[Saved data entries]
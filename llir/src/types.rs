use itertools::Itertools;
use serde::Serialize;
use std::fmt;
use std::fmt::Display;
use std::fmt::Formatter;

/// First-class IR types. Pointers are opaque.
#[derive(Clone, Copy, Debug, PartialEq, Eq, Hash, Serialize)]
#[serde(rename_all = "lowercase")]
pub enum Type {
  Void,
  /// Integer of the given bit width.
  Int(u32),
  Ptr,
  /// `[N x i8]`, only used as the contents of string constants.
  Bytes(u64),
}

impl Type {
  pub const I1: Type = Type::Int(1);
  pub const I8: Type = Type::Int(8);
  pub const I32: Type = Type::Int(32);
  pub const I64: Type = Type::Int(64);

  pub fn is_int(self) -> bool {
    matches!(self, Type::Int(_))
  }

  /// Whether a value of this type can be an SSA operand.
  pub fn is_first_class(self) -> bool {
    matches!(self, Type::Int(_) | Type::Ptr)
  }
}

impl Display for Type {
  fn fmt(&self, f: &mut Formatter<'_>) -> fmt::Result {
    match self {
      Type::Void => write!(f, "void"),
      Type::Int(w) => write!(f, "i{w}"),
      Type::Ptr => write!(f, "ptr"),
      Type::Bytes(n) => write!(f, "[{n} x i8]"),
    }
  }
}

#[derive(Clone, Debug, PartialEq, Eq, Hash, Serialize)]
pub struct FnType {
  pub ret: Type,
  pub params: Vec<Type>,
  pub variadic: bool,
}

impl FnType {
  pub fn new(ret: Type, params: impl IntoIterator<Item = Type>, variadic: bool) -> FnType {
    FnType {
      ret,
      params: params.into_iter().collect(),
      variadic,
    }
  }

  /// Whether `n` actual arguments are acceptable.
  pub fn accepts_arity(&self, n: usize) -> bool {
    n == self.params.len() || (self.variadic && n > self.params.len())
  }
}

impl Display for FnType {
  fn fmt(&self, f: &mut Formatter<'_>) -> fmt::Result {
    let mut params = self.params.iter().map(Type::to_string).collect_vec();
    if self.variadic {
      params.push("...".to_string());
    }
    write!(f, "{} ({})", self.ret, params.join(", "))
  }
}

# [The problem]
Reproduce, word for word, every line starting at the line that contains "n == self.params.len()" and ending with the final line of the entries.

# [Answer for the task]
    n == self.params.len() || (self.variadic && n > self.params.len())
  }
}

impl Display for FnType {
  fn fmt(&self, f: &mut Formatter<'_>) -> fmt::Result {
    let mut params = self.params.iter().map(Type::to_string).collect_vec();
    if self.variadic {
      params.push("...".to_string());
    }
    write!(f, "{} ({})", self.ret, params.join(", "))
  }
}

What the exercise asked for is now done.